Major New Transatlantic Fibre

IrelandOffline, a leading consumer advocacy group in telecommunications warmly welcomes the announcement that a major transatlantic fibre will be landing at Belmullet in County Mayo. The cable is low latency (sub 60ms) and is a huge increase in the inter-connectivity into Ireland. The route this cable takes is only 5200Kms which is the shortest route across the Atlantic. The fibre consists of 100 x 100 Gbps per Fiber Pair (60Tbit Total Design Capacity and is Future Proofed)
Eamonn Wallace, Chairman of IrelandOffline said : “This is a great day for Ireland as this fibre cable will bring much needed international transatlantic traffic to Ireland. The cable will be a low latency cable and follows the “Great Circle route” which is the shortest transatlantic route by far. This is the optimal route across the Atlantic and cables should follow this route in future. Low latency is a key driver in international e-commerce and financial trading between major financial centres. This shows the importance of the west coast of Ireland as a landing point for trans-Atlantic fibre transit. We in IrelandOffline look forward to more fibres making landfall in this region and to the region becoming a hotspot for international connectivity”
Wallace continued : “The landing of this fibre outlines how Ireland is now well served for  international traffic, we now have two new cables between Dublin and Wales coming online which will allows for cheap and rapid transit across the Irish Sea. The Welsh regional authorities have installed a fibre to connect these  to the UK core fibre network. This will allow very fast transit across the UK to London and Europe”

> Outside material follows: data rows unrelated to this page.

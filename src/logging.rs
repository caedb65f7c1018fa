use tracing::Level;
use tracing_subscriber::fmt::time::SystemTime;
use tracing_subscriber::{fmt, prelude::*, EnvFilter, Registry};

/// Installs the global subscriber. `RUST_LOG` overrides `level` when set.
///
/// Returns an error if a subscriber is already installed, which happens when
/// an embedding application set up its own logging first.
pub fn init_logging(level: Level, json_output: bool) -> Result<(), tracing_subscriber::util::TryInitError> {
    let env_filter = EnvFilter::try_from_default_env()
        .unwrap_or_else(|_| EnvFilter::new(format!("shardkv={},warn", level)));

    if json_output {
        let fmt_layer = fmt::layer()
            .json()
            .with_timer(SystemTime)
            .with_target(true)
            .with_thread_names(true);

        Registry::default().with(env_filter).with(fmt_layer).try_init()
    } else {
        let fmt_layer = fmt::layer()
            .with_timer(SystemTime)
            .with_target(true)
            .with_thread_names(true);

        Registry::default().with(env_filter).with(fmt_layer).try_init()
    }
}

/// Maps a CLI verbosity count to a level: 0 = warn, 1 = info, 2 = debug, more = trace.
pub fn level_from_verbosity(verbosity: u8) -> Level {
    match verbosity {
        0 => Level::WARN,
        1 => Level::INFO,
        2 => Level::DEBUG,
        _ => Level::TRACE,
    }
}
use clap::{Arg, ArgAction, ArgMatches, Command};
use shardkv::logging::{init_logging, level_from_verbosity};
use shardkv::{KeyValueStore, ShardConfig, ShardManager};

/// Administrative CLI for a sharded store directory.
///
/// Every command opens all shards, runs, and closes them again, so it must
/// not run against a directory that a node currently has open.
fn main() {
    let matches = create_cli().get_matches();

    let level = level_from_verbosity(matches.get_count("verbose"));
    if let Err(e) = init_logging(level, matches.get_flag("json-logs")) {
        eprintln!("Warning: logging not initialised: {}", e);
    }

    if let Err(e) = run_command(&matches) {
        eprintln!("Error: {}", e);
        std::process::exit(1);
    }
}

fn path_arg() -> Arg {
    Arg::new("path")
        .help("Root directory of the sharded store")
        .required(true)
        .index(1)
}

fn create_cli() -> Command {
    Command::new("shardkv-cli")
        .about("Sharded key-value store administration")
        .version(env!("CARGO_PKG_VERSION"))
        .subcommand_required(true)
        .arg_required_else_help(true)
        .arg(Arg::new("disk-groups")
            .help("Number of disk groups")
            .long("disk-groups")
            .global(true)
            .value_parser(clap::value_parser!(usize))
            .default_value("1"))
        .arg(Arg::new("shards-per-group")
            .help("Shards inside each disk group")
            .long("shards-per-group")
            .global(true)
            .value_parser(clap::value_parser!(usize))
            .default_value("8"))
        .arg(Arg::new("config")
            .help("JSON shard configuration; overrides the layout flags")
            .long("config")
            .global(true))
        .arg(Arg::new("verbose")
            .short('v')
            .long("verbose")
            .global(true)
            .action(ArgAction::Count))
        .arg(Arg::new("json-logs")
            .help("Emit logs as JSON")
            .long("json-logs")
            .global(true)
            .action(ArgAction::SetTrue))
        .subcommand(
            Command::new("get")
                .about("Get a value by key")
                .arg(path_arg())
                .arg(Arg::new("key").help("Key to retrieve").required(true).index(2))
        )
        .subcommand(
            Command::new("put")
                .about("Store a key-value pair")
                .arg(path_arg())
                .arg(Arg::new("key").help("Key to store").required(true).index(2))
                .arg(Arg::new("value").help("Value to store").required(true).index(3))
        )
        .subcommand(
            Command::new("delete")
                .about("Delete a key")
                .arg(path_arg())
                .arg(Arg::new("key").help("Key to delete").required(true).index(2))
        )
        .subcommand(
            Command::new("scan")
                .about("List keys in order")
                .arg(path_arg())
                .arg(Arg::new("start")
                    .help("Start key (inclusive)")
                    .long("start")
                    .conflicts_with("prefix"))
                .arg(Arg::new("prefix")
                    .help("Only keys with this prefix")
                    .long("prefix"))
                .arg(Arg::new("limit")
                    .help("Maximum number of results")
                    .long("limit")
                    .value_parser(clap::value_parser!(usize))
                    .default_value("100"))
        )
        .subcommand(
            Command::new("stat")
                .about("Show a backing store property for every shard")
                .arg(path_arg())
                .arg(Arg::new("property")
                    .help("Property name: entries, size_on_disk, checksum, recovered")
                    .default_value("entries")
                    .index(2))
        )
        .subcommand(
            Command::new("compact")
                .about("Compact a key range on every shard")
                .arg(path_arg())
                .arg(Arg::new("start").help("Start key").long("start"))
                .arg(Arg::new("limit").help("Limit key (exclusive)").long("limit"))
        )
}

fn open_store(matches: &ArgMatches) -> Result<ShardManager, Box<dyn std::error::Error>> {
    let path = matches.get_one::<String>("path").unwrap();
    let config = match matches.get_one::<String>("config") {
        Some(config_path) => ShardConfig::from_json_file(config_path)?,
        None => ShardConfig::new(
            *matches.get_one::<usize>("disk-groups").unwrap(),
            *matches.get_one::<usize>("shards-per-group").unwrap(),
        ),
    };
    Ok(ShardManager::open(path, config)?)
}

fn run_command(matches: &ArgMatches) -> Result<(), Box<dyn std::error::Error>> {
    let (name, sub_matches) = matches.subcommand().ok_or("missing subcommand")?;
    let store = open_store(sub_matches)?;
    let result = match name {
        "get" => cmd_get(&store, sub_matches),
        "put" => cmd_put(&store, sub_matches),
        "delete" => cmd_delete(&store, sub_matches),
        "scan" => cmd_scan(&store, sub_matches),
        "stat" => cmd_stat(&store, sub_matches),
        "compact" => cmd_compact(&store, sub_matches),
        _ => unreachable!(),
    };
    store.close()?;
    result
}

fn cmd_get(store: &ShardManager, matches: &ArgMatches) -> Result<(), Box<dyn std::error::Error>> {
    let key = matches.get_one::<String>("key").unwrap();
    match store.get(key.as_bytes())? {
        Some(value) => println!("{}", String::from_utf8_lossy(&value)),
        None => return Err(format!("Key not found: {}", key).into()),
    }
    Ok(())
}

fn cmd_put(store: &ShardManager, matches: &ArgMatches) -> Result<(), Box<dyn std::error::Error>> {
    let key = matches.get_one::<String>("key").unwrap();
    let value = matches.get_one::<String>("value").unwrap();
    store.put(key.as_bytes(), value.as_bytes())?;
    println!("Stored {} in shard {:02}", key, store.shard_index(key.as_bytes()));
    Ok(())
}

fn cmd_delete(store: &ShardManager, matches: &ArgMatches) -> Result<(), Box<dyn std::error::Error>> {
    let key = matches.get_one::<String>("key").unwrap();
    store.delete(key.as_bytes())?;
    println!("Deleted {}", key);
    Ok(())
}

fn cmd_scan(store: &ShardManager, matches: &ArgMatches) -> Result<(), Box<dyn std::error::Error>> {
    let limit = *matches.get_one::<usize>("limit").unwrap();
    let iter = match (
        matches.get_one::<String>("start"),
        matches.get_one::<String>("prefix"),
    ) {
        (_, Some(prefix)) => store.new_iterator_with_prefix(prefix.as_bytes())?,
        (Some(start), None) => store.new_iterator_with_start(start.as_bytes())?,
        (None, None) => store.new_iterator()?,
    };

    for item in iter.take(limit) {
        let (key, value) = item?;
        println!(
            "{} = {}",
            String::from_utf8_lossy(&key),
            String::from_utf8_lossy(&value)
        );
    }
    Ok(())
}

fn cmd_stat(store: &ShardManager, matches: &ArgMatches) -> Result<(), Box<dyn std::error::Error>> {
    let property = matches.get_one::<String>("property").unwrap();
    print!("{}", store.stat(property)?);
    Ok(())
}

fn cmd_compact(store: &ShardManager, matches: &ArgMatches) -> Result<(), Box<dyn std::error::Error>> {
    let start = matches.get_one::<String>("start").map(|s| s.as_bytes());
    let limit = matches.get_one::<String>("limit").map(|s| s.as_bytes());
    store.compact(start, limit)?;
    println!("Compacted {} shards", store.shard_count());
    Ok(())
}
/// Maps a key to its shard: CRC-32 (IEEE) of the key bytes modulo `shard_count`.
///
/// Stable across processes and restarts for a fixed shard count. Changing the
/// shard count moves almost every key, so it requires a full re-partition.
/// `shard_count` must be non-zero; [`super::ShardManager`] guarantees this.
pub fn route(key: &[u8], shard_count: usize) -> usize {
    debug_assert!(shard_count > 0, "routing needs at least one shard");
    (crc32fast::hash(key) % shard_count as u32) as usize
}
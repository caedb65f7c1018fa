use std::path::PathBuf;
use thiserror::Error;

pub type Result<T> = std::result::Result<T, Error>;

#[derive(Error, Debug)]
pub enum Error {
    #[error("IO error: {0}")]
    Io(#[from] std::io::Error),

    #[error("Backing store error: {0}")]
    Sled(#[from] sled::Error),

    #[error("Configuration error: {0}")]
    Config(String),

    #[error("Shard layout mismatch: on disk {on_disk}, requested {requested}")]
    LayoutMismatch { on_disk: String, requested: String },

    #[error("Failed to open shard {index} at {}: {source}", path.display())]
    ShardOpen {
        index: usize,
        path: PathBuf,
        #[source]
        source: Box<Error>,
    },

    /// Shards listed in `committed` were written and stay written.
    #[error("Batch commit failed on shard {shard} after committing shards {committed:?}: {source}")]
    PartialCommit {
        shard: usize,
        committed: Vec<usize>,
        #[source]
        source: Box<Error>,
    },

    #[error("Unknown property: {0}")]
    UnknownProperty(String),

    #[error("Store is closed")]
    Closed,

    #[error("Overrides error: {0}")]
    Overrides(#[from] csv::Error),

    #[error("Storage error: {0}")]
    Storage(String),
}

impl Error {
    pub fn error_code(&self) -> i32 {
        match self {
            Error::Io(_) => -1,
            Error::Sled(_) => -2,
            Error::Config(_) => -3,
            Error::LayoutMismatch { .. } => -4,
            Error::ShardOpen { .. } => -5,
            Error::PartialCommit { .. } => -6,
            Error::UnknownProperty(_) => -7,
            Error::Closed => -8,
            Error::Overrides(_) => -9,
            Error::Storage(_) => -14,
        }
    }
}

impl From<serde_json::Error> for Error {
    fn from(err: serde_json::Error) -> Self {
        Error::Config(err.to_string())
    }
}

Wallace went on to say : “Now all we need to do to utilize this fantastic interconnectivity available to us is to improve the dark fibre provision throughout the State. Building a National Dark Fibre network  will help access in the local access network (the network that connects homes to local POPs and the MANs). This is now an urgent priority for Ireland Inc if we want to advance into the digital age and to benefit all the hard-pressed consumers of Ireland. Limited fibre rollouts (to a few isolated towns) and building stranded MAN networks with no backhaul is not a proper solution.  How is Ireland to benefit from this new digital age if the New Era (and Labours equivalent) are to be left on the shelf and ignored? If we do not do this we risk falling behind,  the likes of China(1) and Brazil(2) are building Next Generation Networks so should we.”

Minister Rabbitte is to present the results of his ‘New Era’ discussions with a very small list of stakeholders in the Irish Telecommunications sphere this December. Levelling out access between regions and to Dublin through the removal of barriers to market entry must be the starting point otherwise this latest talking shop in the DCENR will go the way of most of its predecessor deliberations, i.e. into oblivion and sit on a shelf somewhere.